One of the simple ways for a person to have a happier life is to be appreciative of what they have in front of them. Sure, they might not like the side plate that came with their food, but at least they have food. Psychology Today says, “Studies have linked gratitude with increased satisfaction, motivation, and energy.” People who show gratitude increase personal growth and self-acceptance, and stronger feelings of motivation.
2) Focus on the positive.
This step comes along with this one, focusing on the good. The old phrase people have been told when they were little “Is your glass half-empty or half-full?” determines the outlook of one’s life as being either pessimistic or optimistic. Mayo Clinic states, “Some studies show that optimism and pessimism can affect many areas of health and well being. The positive thinking that usually comes with optimism is a key part of effective stress management.” By having a positive attitude, it would enhance inner strength and courage.
3) Live in the moment.
People are only here for a good time, not a long time. If people want to be happy, they should push themselves out there and see what the world has to offer. While it can be difficult to live in the moment, according to Positive Psychology, being present-minded is “proven to fight anxiety” and lessen worry. Spending more time with friends and family is highly valuable when it comes in terms of improving happiness.

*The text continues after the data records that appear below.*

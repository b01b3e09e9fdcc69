//! 薄弱点分析服务
//!
//! 从作答日志按需聚合薄弱知识点，并为每个知识点挑出曾答错的题目
//! 作为复习推荐。推荐只复用已持久化的题目与其制品引用，分析路径
//! 不触发任何生成调用。

use async_trait::async_trait;
use serde::Serialize;
use std::collections::HashSet;
use std::sync::Arc;
use tracing::info;

use crate::error::{AppError, Result};
use crate::models::attempt::WeaknessTopic;
use crate::models::attempt_repository::AttemptRepository;
use crate::models::plan_repository::PlanRepository;
use crate::models::question::PracticeQuestion;
use crate::models::question_repository::QuestionRepository;

/// 纳入报告的薄弱知识点上限
const REPORT_TOPIC_LIMIT: usize = 5;

/// 每个知识点的复习推荐题数
const RECOMMEND_PER_TOPIC: usize = 2;

/// 薄弱点报告
#[derive(Debug, Clone, Serialize)]
pub struct WeaknessReport {
    /// 按答错次数降序的薄弱知识点
    pub topics: Vec<WeaknessTopic>,
    /// 复习推荐（复用历史题目，跨知识点去重）
    pub recommended: Vec<PracticeQuestion>,
}

/// 薄弱点分析服务 trait
#[async_trait]
pub trait WeaknessService: Send + Sync {
    /// 分析用户在某学习计划下的薄弱点
    async fn analyze(&self, user_id: &str, plan_id: &str) -> Result<WeaknessReport>;
}

/// 薄弱点分析服务实现
pub struct WeaknessServiceImpl {
    plan_repository: Arc<dyn PlanRepository>,
    question_repository: Arc<dyn QuestionRepository>,
    attempt_repository: Arc<dyn AttemptRepository>,
}

impl WeaknessServiceImpl {
    pub fn new(
        plan_repository: Arc<dyn PlanRepository>,
        question_repository: Arc<dyn QuestionRepository>,
        attempt_repository: Arc<dyn AttemptRepository>,
    ) -> Self {
        Self {
            plan_repository,
            question_repository,
            attempt_repository,
        }
    }
}

#[async_trait]
impl WeaknessService for WeaknessServiceImpl {
    async fn analyze(&self, user_id: &str, plan_id: &str) -> Result<WeaknessReport> {
        self.plan_repository
            .get_by_id(plan_id)
            .await?
            .ok_or_else(|| AppError::NotFound(format!("Plan not found: {}", plan_id)))?;

        let topics = self
            .attempt_repository
            .top_weak_topics(user_id, plan_id, REPORT_TOPIC_LIMIT)
            .await?;

        let mut recommended_ids: Vec<String> = Vec::new();
        let mut seen: HashSet<String> = HashSet::new();

        for topic in &topics {
            let wrong_ids = self
                .attempt_repository
                .wrong_question_ids(user_id, plan_id, &topic.topic, RECOMMEND_PER_TOPIC)
                .await?;
            for id in wrong_ids {
                if seen.insert(id.clone()) {
                    recommended_ids.push(id);
                }
            }
        }

        let recommended = self.question_repository.get_many(&recommended_ids).await?;

        info!(
            "Weakness analysis for plan {}: {} topics, {} recommendations",
            plan_id,
            topics.len(),
            recommended.len()
        );

        Ok(WeaknessReport {
            topics,
            recommended,
        })
    }
}

/// 创建薄弱点分析服务
pub fn create_weakness_service(
    plan_repository: Arc<dyn PlanRepository>,
    question_repository: Arc<dyn QuestionRepository>,
    attempt_repository: Arc<dyn AttemptRepository>,
) -> Box<dyn WeaknessService> {
    Box::new(WeaknessServiceImpl::new(
        plan_repository,
        question_repository,
        attempt_repository,
    ))
}

#[cfg(test)]
mod tests {
    use super::*;
    use crate::models::attempt::AttemptLog;
    use crate::models::plan::StudyPlan;
    use crate::models::question::{GeneratedQuestion, QuestionType};
    use crate::services::test_support::{
        CountingClient, InMemoryAttemptRepository, InMemoryPlanRepository,
        InMemoryQuestionRepository,
    };
    use std::sync::atomic::Ordering;

    fn question(plan_id: &str, text: &str, topic: &str) -> PracticeQuestion {
        PracticeQuestion::from_generated(
            plan_id,
            GeneratedQuestion {
                question: text.to_string(),
                question_type: QuestionType::ShortAnswer,
                topic: topic.to_string(),
                difficulty: Some(2),
                choices: None,
                answer: "a".to_string(),
                explanation: "e".to_string(),
                image_prompt: None,
            },
            2,
            Some("images/cached.png".to_string()),
        )
    }

    struct Fixture {
        plan: StudyPlan,
        question_repo: Arc<InMemoryQuestionRepository>,
        attempt_repo: Arc<InMemoryAttemptRepository>,
        service: WeaknessServiceImpl,
    }

    fn fixture() -> Fixture {
        let plan = StudyPlan::new("u1", "math review", None);
        let plan_repo = Arc::new(InMemoryPlanRepository::with_plan(plan.clone()));
        let question_repo = Arc::new(InMemoryQuestionRepository::default());
        let attempt_repo = Arc::new(InMemoryAttemptRepository::default());

        let service = WeaknessServiceImpl::new(
            plan_repo,
            question_repo.clone(),
            attempt_repo.clone(),
        );

        Fixture {
            plan,
            question_repo,
            attempt_repo,
            service,
        }
    }

    async fn log_wrong(f: &Fixture, question_id: &str, topic: &str) {
        let log = AttemptLog::new(
            "u1",
            &f.plan.id,
            question_id,
            "wrong",
            false,
            "no",
            Some(topic.to_string()),
        );
        f.attempt_repo.create(&log).await.unwrap();
    }

    #[tokio::test]
    async fn test_topics_ranked_by_wrong_count() {
        let f = fixture();

        let q1 = question(&f.plan.id, "q1", "fractions");
        let q2 = question(&f.plan.id, "q2", "fractions");
        let q3 = question(&f.plan.id, "q3", "decimals");
        for q in [&q1, &q2, &q3] {
            f.question_repo.insert(q.clone());
        }

        log_wrong(&f, &q1.id, "fractions").await;
        log_wrong(&f, &q2.id, "fractions").await;
        log_wrong(&f, &q3.id, "decimals").await;

        let report = f.service.analyze("u1", &f.plan.id).await.unwrap();

        assert_eq!(report.topics.len(), 2);
        assert_eq!(report.topics[0].topic, "fractions");
        assert_eq!(report.topics[0].wrong_count, 2);
        assert_eq!(report.topics[1].topic, "decimals");
    }

    #[tokio::test]
    async fn test_recommendations_reuse_stored_questions() {
        let f = fixture();

        let q1 = question(&f.plan.id, "q1", "fractions");
        f.question_repo.insert(q1.clone());
        log_wrong(&f, &q1.id, "fractions").await;

        let report = f.service.analyze("u1", &f.plan.id).await.unwrap();

        assert_eq!(report.recommended.len(), 1);
        assert_eq!(report.recommended[0].id, q1.id);
        // 制品引用原样带回，没有重新合成
        assert_eq!(
            report.recommended[0].image_reference.as_deref(),
            Some("images/cached.png")
        );
    }

    #[tokio::test]
    async fn test_recommendations_deduped_across_topics() {
        let f = fixture();

        let q1 = question(&f.plan.id, "q1", "fractions");
        f.question_repo.insert(q1.clone());
        // 同一题多次答错只推荐一次
        log_wrong(&f, &q1.id, "fractions").await;
        log_wrong(&f, &q1.id, "fractions").await;

        let report = f.service.analyze("u1", &f.plan.id).await.unwrap();
        assert_eq!(report.recommended.len(), 1);
    }

    #[tokio::test]
    async fn test_analysis_makes_no_synthesis_calls() {
        let client = Arc::new(CountingClient::scripted(vec![]));
        let plan = StudyPlan::new("u1", "math review", None);
        let plan_repo = Arc::new(InMemoryPlanRepository::with_plan(plan.clone()));
        let question_repo = Arc::new(InMemoryQuestionRepository::default());
        let attempt_repo = Arc::new(InMemoryAttemptRepository::default());

        let q1 = question(&plan.id, "q1", "fractions");
        question_repo.insert(q1.clone());
        attempt_repo
            .create(&AttemptLog::new(
                "u1",
                &plan.id,
                &q1.id,
                "wrong",
                false,
                "no",
                Some("fractions".to_string()),
            ))
            .await
            .unwrap();

        let service = WeaknessServiceImpl::new(plan_repo, question_repo, attempt_repo);
        let report = service.analyze("u1", &plan.id).await.unwrap();

        // 推荐携带既有配图引用，但整个分析路径零生成调用
        assert_eq!(report.recommended.len(), 1);
        assert_eq!(
            report.recommended[0].image_reference.as_deref(),
            Some("images/cached.png")
        );
        assert_eq!(client.complete_calls.load(Ordering::SeqCst), 0);
        assert_eq!(client.image_count(), 0);
        assert_eq!(client.speech_calls.load(Ordering::SeqCst), 0);
    }

    #[tokio::test]
    async fn test_no_history_yields_empty_report() {
        let f = fixture();

        let report = f.service.analyze("u1", &f.plan.id).await.unwrap();
        assert!(report.topics.is_empty());
        assert!(report.recommended.is_empty());
    }

    #[tokio::test]
    async fn test_missing_plan_rejected() {
        let f = fixture();

        let err = f.service.analyze("u1", "no-such-plan").await.unwrap_err();
        assert!(matches!(err, AppError::NotFound(_)));
    }

    #[tokio::test]
    async fn test_correct_answers_do_not_surface_topics() {
        let f = fixture();

        let q1 = question(&f.plan.id, "q1", "fractions");
        f.question_repo.insert(q1.clone());
        let log = AttemptLog::new(
            "u1",
            &f.plan.id,
            &q1.id,
            "right",
            true,
            "ok",
            Some("fractions".to_string()),
        );
        f.attempt_repo.create(&log).await.unwrap();

        let report = f.service.analyze("u1", &f.plan.id).await.unwrap();
        assert!(report.topics.is_empty());
    }
}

Daniel Gilbert, a social psychologist mentioned, “We are happy when we have family, we are happy when we have friends and almost all the other things we think make us happy are actually just ways of getting more family and friends.”
4) You do you.
Finding one’s purpose, exploring one’s values, and being oneself can improve your happiness. Learning how to express yourself can change your mindset to feel more in control of your life. Jim Rohn remarked, “Learn how to be happy with what you have while you pursue all that you want.” In this case, individuals have a purpose in this life, and they can pursue to give their life a greater sense of meaning. The meaning of “You do you” is permission to be yourself, and that means making different choices
The appealing thing about being able to control how one feels is that it is free. People can pursue happiness from home or anywhere, in both, the short term and the long term. So, why are people waiting to have a positive outlook and not start now?